Through this training, both SRW and CC worked with different populations, contexts, and objectives while participating in SCALE. This helped them approach their work in line with CEJ principles one, three, four, and six. During this process, coalition members openly discussed disagreements as a critical moment and a difficult decision for their coalition. The SRW coalition leader and local improvement advisor worked with community advocates (community members with their own experience) to develop public speaking skills and advocate for the community. New York City's food insecurity rate is 12% higher than the national rate and 21% higher than that of New York State.

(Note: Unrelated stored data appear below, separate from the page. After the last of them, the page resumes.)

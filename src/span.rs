use serde::{Serialize, Deserialize};

/// Byte-offset span in the source text.
#[derive(Debug, Clone, Copy, PartialEq, Eq, Serialize, Deserialize)]
pub struct Span {
    pub start: usize,
    pub end: usize,
    pub file_id: u32,
}

impl Span {
    pub fn new(start: usize, end: usize) -> Self {
        Self { start, end, file_id: 0 }
    }

    pub fn with_file(start: usize, end: usize, file_id: u32) -> Self {
        Self { start, end, file_id }
    }

    pub fn dummy() -> Self {
        Self { start: 0, end: 0, file_id: 0 }
    }
}

/// Identity of a source node. Assigned by the parser collaborator; the
/// semantic fact bundle is keyed by it and diagnostics report it.
#[derive(Debug, Clone, Copy, PartialEq, Eq, Hash, PartialOrd, Ord, Serialize, Deserialize)]
pub struct NodeId(pub u32);

impl NodeId {
    pub fn index(self) -> usize {
        self.0 as usize
    }
}

/// A value annotated with its source span.
#[derive(Debug, Clone, PartialEq, Serialize, Deserialize)]
pub struct Spanned<T> {
    pub node: T,
    pub span: Span,
}

impl<T> Spanned<T> {
    pub fn new(node: T, span: Span) -> Self {
        Self { node, span }
    }

    pub fn dummy(node: T) -> Self {
        Self { node, span: Span::dummy() }
    }
}
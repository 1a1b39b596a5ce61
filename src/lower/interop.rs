//! External-procedure declarations lower to calling-convention-annotated
//! extern stubs: library, entry point, character set, by-reference
//! parameter markers. A binding contract only — no body is emitted.

use crate::ast::cs;
use crate::ast::vb::{self, DeclareDecl};
use crate::diagnostics::TranslateError;

use super::types::lower_type_syntax;

use crate::facts::SemanticFacts;

pub fn lower_declare(
    decl: &DeclareDecl,
    facts: &dyn SemanticFacts,
) -> Result<cs::ExternFunction, TranslateError> {
    let mut params = Vec::with_capacity(decl.params.len());
    for param in &decl.params {
        let Some(ty) = &param.ty else {
            return Err(TranslateError::unsupported(
                format!("untyped parameter '{}' in external declaration", param.name.node),
                decl.id,
                decl.span,
            ));
        };
        params.push(cs::ExternParam {
            name: param.name.node.clone(),
            ty: lower_type_syntax(ty, decl.id, decl.span, facts)?,
            by_ref: param.by_ref,
        });
    }

    let return_type = decl
        .return_type
        .as_ref()
        .map(|t| lower_type_syntax(t, decl.id, decl.span, facts))
        .transpose()?;

    Ok(cs::ExternFunction {
        library: decl.library.clone(),
        // The alias wins; otherwise the declared name is the entry point
        // and needs no separate annotation.
        entry_point: decl.alias.clone(),
        char_set: decl.char_set.map(|c| match c {
            vb::CharSet::Ansi => cs::CharSet::Ansi,
            vb::CharSet::Unicode => cs::CharSet::Unicode,
            vb::CharSet::Auto => cs::CharSet::Auto,
        }),
        name: decl.name.node.clone(),
        params,
        return_type,
    })
}
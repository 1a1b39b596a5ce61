//! Per-procedure lowering scopes: temporary-name allocation, the
//! implicit-receiver (`With`) frame stack, the breakable-construct stack
//! used to map `Exit`/`Continue` keywords, and the label table.
//!
//! All of this state lives for exactly one procedure-body traversal and is
//! threaded explicitly through the lowering engine — there is no global
//! naming counter.

use std::collections::{HashMap, HashSet};

use crate::ast::cs;
use crate::ast::vb::{Procedure, Stmt, StmtKind};
use crate::facts::IdentTokens;
use crate::visit::{self, Visitor};

/// Allocates synthesized temporary names that cannot collide with any
/// identifier in the procedure — user-written or previously synthesized.
/// Identifiers are compared case-insensitively, following the source
/// language's rules.
#[derive(Debug, Default)]
pub struct NameAllocator {
    used: HashSet<String>,
}

impl NameAllocator {
    /// Seed the allocator with every identifier token in the procedure:
    /// parameter names plus everything mentioned in the body.
    pub fn for_procedure(proc: &Procedure) -> Self {
        let mut alloc = Self::default();
        for param in &proc.params {
            alloc.reserve(&param.name.node);
        }
        for name in IdentTokens::of_block(&proc.body).names {
            alloc.reserve(&name);
        }
        alloc
    }

    pub fn reserve(&mut self, name: &str) {
        self.used.insert(name.to_ascii_lowercase());
    }

    /// Return `base` if free, otherwise `base1`, `base2`, … — the first
    /// numeric suffix that collides with nothing already reserved. The
    /// returned name is reserved immediately.
    pub fn fresh(&mut self, base: &str) -> String {
        if !self.used.contains(&base.to_ascii_lowercase()) {
            self.reserve(base);
            return base.to_string();
        }
        let mut n = 1u32;
        loop {
            let candidate = format!("{base}{n}");
            if !self.used.contains(&candidate.to_ascii_lowercase()) {
                self.reserve(&candidate);
                return candidate;
            }
            n += 1;
        }
    }
}

/// One implicit-receiver frame: the (already lowered) receiver expression
/// every shorthand member access in the scope routes through.
#[derive(Debug, Clone)]
pub struct WithFrame {
    pub receiver: cs::Expr,
    pub depth: usize,
}

/// Stack of implicit-receiver scopes; lookup resolves innermost-first.
#[derive(Debug, Default)]
pub struct WithStack {
    frames: Vec<WithFrame>,
}

impl WithStack {
    pub fn push(&mut self, receiver: cs::Expr) {
        let depth = self.frames.len();
        self.frames.push(WithFrame { receiver, depth });
    }

    pub fn pop(&mut self) {
        self.frames.pop();
    }

    pub fn innermost(&self) -> Option<&WithFrame> {
        self.frames.last()
    }
}

/// Constructs a `break` statement can bind to, innermost last.
#[derive(Debug, Clone, Copy, PartialEq, Eq)]
pub enum Breakable {
    For,
    While,
    Do,
    /// A native multi-way dispatch: `break` terminates a section.
    SwitchNative,
    /// A guarded ladder: `break` has no meaning here.
    SwitchLadder,
}

impl Breakable {
    pub fn is_loop(self) -> bool {
        matches!(self, Breakable::For | Breakable::While | Breakable::Do)
    }
}

/// Label name → canonical target label, scoped to one procedure body.
/// Populated by a pre-pass so forward jumps resolve before any statement
/// body is lowered.
#[derive(Debug, Default)]
pub struct LabelTable {
    labels: HashMap<String, String>,
}

impl LabelTable {
    /// Collect every label in the body, including labels nested inside
    /// block statements.
    pub fn collect(body: &[Stmt]) -> Self {
        struct LabelScan {
            table: LabelTable,
        }
        impl Visitor for LabelScan {
            fn visit_stmt(&mut self, stmt: &Stmt) {
                if let StmtKind::Label(name) = &stmt.kind {
                    self.table
                        .labels
                        .insert(name.node.to_ascii_lowercase(), name.node.clone());
                }
                visit::walk_stmt(self, stmt);
            }
        }
        let mut scan = LabelScan { table: LabelTable::default() };
        visit::walk_block(&mut scan, body);
        scan.table
    }

    /// Canonical target label for a jump, if the label exists in this
    /// procedure.
    pub fn resolve(&self, name: &str) -> Option<&str> {
        self.labels.get(&name.to_ascii_lowercase()).map(String::as_str)
    }
}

To combat this issue, CC partnered with people from the Seneca Nation, people with disabilities, and other community populations that were not represented in its coalition. This was a challenge for CC as they had to stop being a coalition created by institutions to work in partnership with the community and promote the power of residents. The New York City Community Garden Coalition (NYCCGC) was founded in 1996 to promote the preservation, creation, and empowerment of community gardens through education, promotion, and grassroots organizing. The challenges faced by coalitions in New York City are numerous. From providing equitable access to healthy food to empowering residents through grassroots organizing, coalitions must be prepared to tackle a variety of issues. To do this effectively, they must develop policy and promotion skills as well as foster conversations about racism within their coalition.
Additionally, they must ensure that all members of their communities are represented in their coalition. Finally, they must strive to create partnerships with the community rather than simply working on behalf of institutions.